Retired Saint Andrews Doctor thinks Gallant deserves credit for healthcare funding agreement

Courier stock photo Horizon Health has asked New Brunswickers to think twice before heading to an ER; alternate suggestions are walk-in clinics and urgent care centres.

Gallant deserves credit for signing health care funding agreement

Saint Andrews- Premier Brian Gallant, and Health Minister, deserve credit for the recent signing of a health accord with the federal government, says Dr. Gordon Higgins, a retired physician now living in Saint Andrews.

The agreement, signed last month, will see an estimated additional investment of $230 million for home care and mental health over a 10 year period. This, said Higgins, will enable more New Brunswick citizens, when they are struck with a chronic illness, to remain in their own homes.

“This is a huge breakthrough as it is the first time Ottawa has provided the funds for chronic care. Premier Gallant and the Minister of Health deserve a lot of credit for this as home care is the only solution… This is exactly what is needed in New Brunswick to remedy the chronic care patients in our acute hospitals.”

Higgins, who is 94, said he has been on both sides – as a medical provider, and now as a receiver of health care services.

He took care of hundreds of nursing home patients as an internist in Calgary. He was founding chair of the Medical Advisory Board of the Calgary and District Auxiliary Hospitals and Nursing Home Association, as well as a past president of the Alberta Society of Specialists in Internal Medicine.

Now he and his wife Edna, 93, both have chronic health care issues that make them eligible for nursing home care, but were able to remain in their home with the help of a private care work, and regular visits from Extra Mural nurses.

“I cannot say enough good about the care these individuals provide along with the family support that we receive.”

Higgins said they started at two hours a day for three days a week, and this grew to three hours a day, for seven days a week. About a month ago, his wife entered a nursing home, but he continues to have a private care worker come in three hours a day, seven days a week.

If one needs nursing home care in the Saint Andrews/St. Stephen area, he said, there is a long waiting period to be admitted into Passamaquoddy Lodge, or Lonicera Hall, which takes a year or more.

The same is true throughout the rest of the province, said Higgins, because there is a shortage of nursing home beds, and the province’s hospitals are clogged with patients waiting for a nursing home bed.

“A quarter of our hospital beds are occupied with such patients. The top floor of Charlotte County Hospital is congested with patients waiting for a nursing home bed. The wrong patients are in the wrong beds resulting in a huge capital insufficiency.”

The cost, per day, in a hospital is $950, said Higgins, while the newly announced cost per day in a nursing home is $246 – a difference of $704.

For 448 patients – the number of beds occupied by alternate level of care patients in Horizon Health Network hospitals as of the end of November – he said that is an annual cost to New Brunswick taxpayers of $115,118,080.

“$115 million is a lot of money to a province with an aging population and a large and increasing debt. This must change and a solution is not to build more nursing home beds but to titrate the degree of care to the need of the patient.”

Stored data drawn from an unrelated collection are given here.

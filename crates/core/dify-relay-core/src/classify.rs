//! Classification of upstream responses
//!
//! Dify reports most failures as JSON with a `message` field, but the exact
//! wording is all there is to tell a bad header from an unpublished app.
//! The 401 rules below are an ordered table: the first rule with a matching
//! substring wins.

use crate::mode::RequestMode;
use serde::Serialize;
use serde_json::Value;

/// Longest body excerpt kept when an error body is not JSON
pub const ERROR_EXCERPT_CHARS: usize = 200;

/// Workflow output keys tried in order before dumping the whole object
pub const WORKFLOW_OUTPUT_KEYS: [&str; 5] = ["text", "answer", "result", "output", "response"];

/// Coarse failure category derived from status and body
#[derive(Debug, Clone, Copy, PartialEq, Eq, Hash, Serialize)]
#[serde(rename_all = "snake_case")]
pub enum ErrorKind {
    /// Credential rejected
    Unauthorized,
    /// Caller not allowed (permissions or network ACL)
    Forbidden,
    /// Endpoint does not exist
    NotFound,
    /// Upstream internal failure
    ServerError,
    /// Anything else
    Unknown,
}

/// Likely root cause of a 401, sniffed from the upstream message
#[derive(Debug, Clone, Copy, PartialEq, Eq, Hash, Serialize)]
#[serde(rename_all = "snake_case")]
pub enum AuthCause {
    /// Authorization header missing or malformed
    BadAuthHeader,
    /// Key invalid/expired or the app is not published
    BadKeyOrUnpublished,
    /// IP/domain allow-list or CORS rejected the relay
    NetworkAcl,
    /// Workflow exists but is not published
    WorkflowNotPublished,
    /// No rule matched
    Generic,
}

struct AuthRule {
    needles: &'static [&'static str],
    cause: AuthCause,
}

const AUTH_RULES: &[AuthRule] = &[
    AuthRule {
        needles: &["authorization", "bearer", "token", "header"],
        cause: AuthCause::BadAuthHeader,
    },
    AuthRule {
        needles: &["invalid", "expired", "unauthorized", "app unavailable"],
        cause: AuthCause::BadKeyOrUnpublished,
    },
    AuthRule {
        needles: &["ip", "domain", "whitelist", "forbidden", "cors"],
        cause: AuthCause::NetworkAcl,
    },
    AuthRule {
        needles: &["workflow", "not published"],
        cause: AuthCause::WorkflowNotPublished,
    },
];

impl AuthCause {
    /// Category this cause reports under
    pub fn kind(self) -> ErrorKind {
        match self {
            AuthCause::NetworkAcl => ErrorKind::Forbidden,
            _ => ErrorKind::Unauthorized,
        }
    }

    /// One-line summary; `None` for [`AuthCause::Generic`], which echoes upstream
    pub fn summary(self) -> Option<&'static str> {
        match self {
            AuthCause::BadAuthHeader => Some("the Authorization header is not valid."),
            AuthCause::BadKeyOrUnpublished => {
                Some("the API Key is invalid or the app has not been published.")
            }
            AuthCause::NetworkAcl => Some("the Dify server's access restrictions blocked the request."),
            AuthCause::WorkflowNotPublished => Some("the workflow has not been published."),
            AuthCause::Generic => None,
        }
    }

    /// Likely root causes, most probable first
    pub fn causes(self) -> &'static [&'static str] {
        match self {
            AuthCause::BadAuthHeader => &[
                "The API Key format may be wrong",
                "The Authorization header format may differ from what the Dify server expects",
                "The API Key may contain invisible special characters",
            ],
            AuthCause::BadKeyOrUnpublished => &[
                "The API Key has expired or was deleted",
                "The Dify application is not in the 'Published' state",
                "The API Key belongs to a different application",
                "The workflow has not been published",
            ],
            AuthCause::NetworkAcl => &[
                "The Dify server only accepts specific IPs or domains",
                "The relay server's IP is not on the allow-list",
                "CORS settings are incorrect",
                "A firewall is blocking the request",
            ],
            AuthCause::WorkflowNotPublished => &[
                "The workflow in use has not been published",
                "The workflow contains errors",
            ],
            AuthCause::Generic => &[
                "The Dify API Base URL may be wrong",
                "The API Key may be wrong or expired",
                "The Dify server may be misconfigured",
                "There may be a network connectivity problem",
            ],
        }
    }

    /// Remediation steps
    pub fn fixes(self) -> &'static [&'static str] {
        match self {
            AuthCause::BadAuthHeader => &[
                "Issue a new API Key in the Dify dashboard",
                "Copy and paste the API Key instead of typing it",
                "Check for spaces before or after the API Key",
                "Self-hosted Dify servers may use a different auth header type",
            ],
            AuthCause::BadKeyOrUnpublished => &[
                "Check that the application is 'Published' in the Dify dashboard",
                "Check that the workflow is published",
                "Issue a new API Key",
                "Check that the API Key is linked to the right application",
            ],
            AuthCause::NetworkAcl => &[
                "Ask the Dify server administrator to allow the relay server's IP range",
                "Allow the relay server's IP in the firewall settings",
                "Check the Dify server's CORS settings",
                "Temporarily lift the IP restriction and test again",
            ],
            AuthCause::WorkflowNotPublished => &[
                "Publish the workflow in the Dify dashboard",
                "Check the workflow for errors",
            ],
            AuthCause::Generic => &[
                "Check the Dify API Base URL (e.g. http://your-server.com/v1)",
                "Check that the URL ends with /v1",
                "Check that the Dify server is running",
                "Inspect the actual request in the browser's network tab",
                "Check the Dify server logs",
            ],
        }
    }
}

impl ErrorKind {
    /// Remediation steps for non-401 statuses
    pub fn fixes(self) -> &'static [&'static str] {
        match self {
            ErrorKind::Forbidden => &[
                "Check that the API Key has the required permissions",
                "The Dify server may only accept specific IPs or domains",
            ],
            ErrorKind::NotFound => &[
                "Check the Dify API Base URL (e.g. http://your-server.com/v1)",
                "Check that the URL ends with /v1",
                "Check that the endpoint path is correct (/chat-messages, /workflows/run, /completion-messages)",
            ],
            ErrorKind::ServerError => &[
                "Try again in a moment",
                "Check the Dify server logs",
                "Contact the Dify server administrator",
            ],
            ErrorKind::Unauthorized | ErrorKind::Unknown => &[],
        }
    }
}

/// Pick the first rule whose needle occurs in the lower-cased message
pub fn diagnose_unauthorized(upstream_message: &str) -> AuthCause {
    let lower = upstream_message.to_lowercase();
    AUTH_RULES
        .iter()
        .find(|rule| rule.needles.iter().any(|needle| lower.contains(needle)))
        .map(|rule| rule.cause)
        .unwrap_or(AuthCause::Generic)
}

/// Map a failed status (and, for 401, the message) to a kind and cause
pub fn classify_status(status: u16, upstream_message: &str) -> (ErrorKind, Option<AuthCause>) {
    match status {
        401 => {
            let cause = diagnose_unauthorized(upstream_message);
            (cause.kind(), Some(cause))
        }
        403 => (ErrorKind::Forbidden, None),
        404 => (ErrorKind::NotFound, None),
        500 => (ErrorKind::ServerError, None),
        _ => (ErrorKind::Unknown, None),
    }
}

/// True when the body is an HTML document rather than an API response
pub fn is_html_body(body: &str) -> bool {
    let head: String = body
        .trim_start()
        .chars()
        .take(16)
        .collect::<String>()
        .to_ascii_lowercase();
    head.starts_with("<!doctype") || head.starts_with("<html")
}

/// Upstream error text: `message`, then `error` (string or `error.message`)
pub fn upstream_error_message(body: &Value) -> Option<String> {
    if let Some(message) = body.get("message").and_then(Value::as_str) {
        if !message.is_empty() {
            return Some(message.to_string());
        }
    }
    match body.get("error") {
        Some(Value::String(s)) if !s.is_empty() => Some(s.clone()),
        Some(Value::Object(obj)) => obj
            .get("message")
            .and_then(Value::as_str)
            .filter(|s| !s.is_empty())
            .map(str::to_string),
        _ => None,
    }
}

/// Text the 401 rules are matched against: message, error, then code
pub fn sniff_text(body: &Value) -> String {
    upstream_error_message(body)
        .or_else(|| body.get("code").and_then(Value::as_str).map(str::to_string))
        .unwrap_or_default()
}

/// First `limit` characters of a body
pub fn excerpt(body: &str, limit: usize) -> String {
    body.chars().take(limit).collect()
}

/// Answer text of a successful response
pub fn extract_answer(mode: RequestMode, body: &Value) -> String {
    match mode {
        RequestMode::Chatbot | RequestMode::Completion => body
            .get("answer")
            .and_then(truthy_text)
            .unwrap_or_default(),
        RequestMode::Workflow => {
            let outputs = body
                .get("outputs")
                .filter(|v| !v.is_null())
                .or_else(|| body.pointer("/data/outputs").filter(|v| !v.is_null()));
            match outputs {
                Some(outputs) => WORKFLOW_OUTPUT_KEYS
                    .iter()
                    .find_map(|key| outputs.get(*key).and_then(truthy_text))
                    .unwrap_or_else(|| outputs.to_string()),
                None => String::new(),
            }
        }
    }
}

/// Conversation id to reuse on the next turn
pub fn extract_conversation_id(body: &Value) -> Option<String> {
    body.get("conversation_id")
        .and_then(Value::as_str)
        .filter(|s| !s.is_empty())
        .map(str::to_string)
}

fn truthy_text(value: &Value) -> Option<String> {
    match value {
        Value::String(s) if !s.is_empty() => Some(s.clone()),
        Value::Number(n) if n.as_f64() != Some(0.0) => Some(n.to_string()),
        Value::Bool(true) => Some("true".to_string()),
        Value::Array(_) | Value::Object(_) => Some(value.to_string()),
        _ => None,
    }
}

/// Render "Possible causes" / "How to fix" numbered lists
pub(crate) fn numbered_section(title: &str, items: &[&str]) -> String {
    if items.is_empty() {
        return String::new();
    }
    let lines: Vec<String> = items
        .iter()
        .enumerate()
        .map(|(i, item)| format!("{}. {}", i + 1, item))
        .collect();
    format!("\n\n{}:\n{}", title, lines.join("\n"))
}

Higgins said most nursing home patients do not need a lot of professional nursing home care, but lots of smiles and physical help.

“The nursing home problem can only be resolved by keeping patients in their own homes longer and providing private care and/or home support,” said Higgins, who described the nursing home problem as out of control in this province.

All should be evaluated to see how many could be cared for at home with private care/home support and visits from Extra Mural, said Higgins.

“If one has the means to pay for help at home, then engage a private care or home support worker. Nursing care can be provided by Extra Mural nurses in consultation with the family doctor.

“If one needs assistance, the same structure that exists for nursing home admission should prevail. One must submit two years of the latest income tax return and receive help on a sliding scale.”

Higgins said all political parties should agree and support the idea of using the money from Ottawa to enable more New Brunswick citizens, when struck with a chronic illness, to remain in their own homes.

“The government should inform the private care and home support workers and the Extra Mural nurses of this new approach so they can prepare to gear up to meet the increasing demands of their services.

“Also, the government should educate the public about this new approach. Tell the public that Grandma can now stay at home with her loved ones when she develops a chronic illness and the nursing care and private care workers will help with the heavy lifting and, if the family cannot pay, Big Brother will help.”

This $230 million from the federal government is a huge breakthrough, said Higgins, and it changes the ball game. New Brunswick can now hire and train more help for nursing and private care/home support as chronic patients leave the hospitals to go back to their own homes.

“Private care workers can also anticipate increased demand. Of interest, if half the grant is used for home care and the grant is for 10 years – $11.5 million at $20 an hour will provide 575,000 hours of home care per year. This could empty a lot of hospital beds as well as make new and more jobs in New Brunswick.”